What the Markers Say

The historian John Buchanan judged the battle's military impact minor and suspected that without Tarleton's own memoirs, Torrence's Tavern "probably would have merited at most a footnote." Cornwallis disagreed in real time. Writing to London afterward, he claimed the engagement "so effectually dispirited the militia, that we met with no further opposition on our march to the Yadkin." Both views may be right. In 1914 the Daughters of the American Revolution placed a stone marker at the site, honoring the men of nearby Centre Presbyterian Church who had fought there.
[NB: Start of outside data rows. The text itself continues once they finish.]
mod common;
mod config;
mod network;
mod ui;

use clap::Parser;
use dotenvy::dotenv;
use network::{ApiClient, ApiWorker};
use tokio::sync::mpsc;
use ui::ChatApp;

#[derive(Parser)]
#[command(
    name = "friendsmess",
    version,
    about = "Desktop client for the FriendsMess messenger"
)]
struct Cli {
    /// Path to JSON config file
    #[arg(long, default_value = config::DEFAULT_CONFIG_PATH, value_name = "FILE")]
    config: String,
}

#[tokio::main]
async fn main() -> Result<(), eframe::Error> {
    dotenv().ok();
    // Khởi tạo Logger để debug
    env_logger::init();

    let cli = Cli::parse();
    let mut app_config = config::load_config(&cli.config);
    app_config.apply_overrides(|key| std::env::var(key).ok());

    let client = match ApiClient::new(&app_config) {
        Ok(client) => client,
        Err(err) => {
            log::error!("Failed to build HTTP client: {err}");
            return Ok(());
        }
    };

    run_client(client).await
}

async fn run_client(client: ApiClient) -> Result<(), eframe::Error> {
    // 1. Tạo các kênh giao tiếp (Channels)
    // UI -> API worker
    let (cmd_tx, cmd_rx) = mpsc::channel(100);
    // API worker -> UI
    let (event_tx, event_rx) = mpsc::channel(100);

    // 2. Khởi chạy API worker (Chạy ngầm)
    tokio::spawn(ApiWorker::new(client, event_tx, cmd_rx).run());

    // 3. Khởi chạy UI (Chạy trên Main Thread)
    let options = eframe::NativeOptions::default();
    let mut event_rx = Some(event_rx);

    eframe::run_native(
        "FriendsMess",
        options,
        Box::new(move |cc| {
            let event_receiver = event_rx
                .take()
                .expect("ChatApp should only be initialized once");

            log::info!("Client window created");

            Ok(Box::new(ChatApp::new(cc, cmd_tx.clone(), event_receiver)))
        }),
    )
}
use std::time::Duration;

use chrono::Utc;
use eframe::egui;
use tokio::sync::mpsc;

use crate::common::{ApiCommand, ApiEvent};

use super::components::{chat_area, input_bar, login, sidebar, toasts};
use super::state::{Action, AppState, Screen};

/// Responses are polled once per frame, so keep frames coming while idle.
const REPAINT_INTERVAL: Duration = Duration::from_millis(200);

pub struct ChatApp {
    state: AppState,
    command_sender: mpsc::Sender<ApiCommand>,
    event_receiver: mpsc::Receiver<ApiEvent>,
}

impl ChatApp {
    pub fn new(
        _cc: &eframe::CreationContext<'_>,
        command_sender: mpsc::Sender<ApiCommand>,
        event_receiver: mpsc::Receiver<ApiEvent>,
    ) -> Self {
        Self {
            state: AppState::new(),
            command_sender,
            event_receiver,
        }
    }

    fn handle_api_events(&mut self) {
        while let Ok(event) = self.event_receiver.try_recv() {
            let commands = self.state.apply(event);
            self.send_commands(commands);
        }
    }

    fn dispatch(&mut self, action: Action) {
        let commands = self.state.update(action);
        self.send_commands(commands);
    }

    fn send_commands(&mut self, commands: Vec<ApiCommand>) {
        for command in commands {
            let kind = command.kind();
            if let Err(err) = self.command_sender.try_send(command) {
                log::warn!("Failed to send {kind} command to API worker: {err}");
            }
        }
    }
}

impl eframe::App for ChatApp {
    fn update(&mut self, ctx: &egui::Context, _frame: &mut eframe::Frame) {
        self.handle_api_events();
        self.state.notifications.prune(Utc::now());

        let mut actions = Vec::new();
        match self.state.screen {
            Screen::Login | Screen::Registration => {
                egui::CentralPanel::default().show(ctx, |ui| {
                    actions.extend(login::render(ui, &mut self.state));
                });
            }
            Screen::Main => {
                egui::SidePanel::left("chat_sidebar")
                    .resizable(true)
                    .default_width(280.0)
                    .show(ctx, |ui| {
                        actions.extend(sidebar::render(ui, &mut self.state));
                    });

                egui::CentralPanel::default().show(ctx, |ui| {
                    if self.state.thread().is_some() {
                        chat_area::render_header(ui, &self.state);
                        ui.separator();
                        chat_area::render(ui, &self.state);

                        ui.separator();
                        let can_send = self.state.can_send();
                        if input_bar::render(ui, &mut self.state.input_text, can_send) {
                            actions.push(Action::SendMessage);
                        }
                    } else {
                        chat_area::render(ui, &self.state);
                    }
                });
            }
        }

        actions.extend(toasts::render(ctx, &self.state.notifications));

        for action in actions {
            self.dispatch(action);
        }

        ctx.request_repaint_after(REPAINT_INTERVAL);
    }
}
In 1939 the state of North Carolina added a roadside marker on N.C. Highway 115 in Mount Mourne. Torrence's Tavern is now bedroom-community suburbia of Charlotte, the green-coated dragoons replaced by morning commuters - but the road they all rode is still there.

From the Air

Approximate battle site at 35.04N, 80.85W, near Mount Mourne in Iredell County, North Carolina, about 25 miles north of Charlotte. The DAR marker stands at 134 Langtree Road. Cruise at 3,500-5,000 feet AGL for good orientation along the historic Salisbury road corridor (modern NC-115). Nearest airports: Charlotte Douglas International (KCLT) 22 miles southwest, Statesville Regional (KSVH) 18 miles north, and Lake Norman Airport (14A) just east. The Catawba River and Lake Norman are visible to the west, marking the line of Cornwallis's crossing at Cowan's Ford.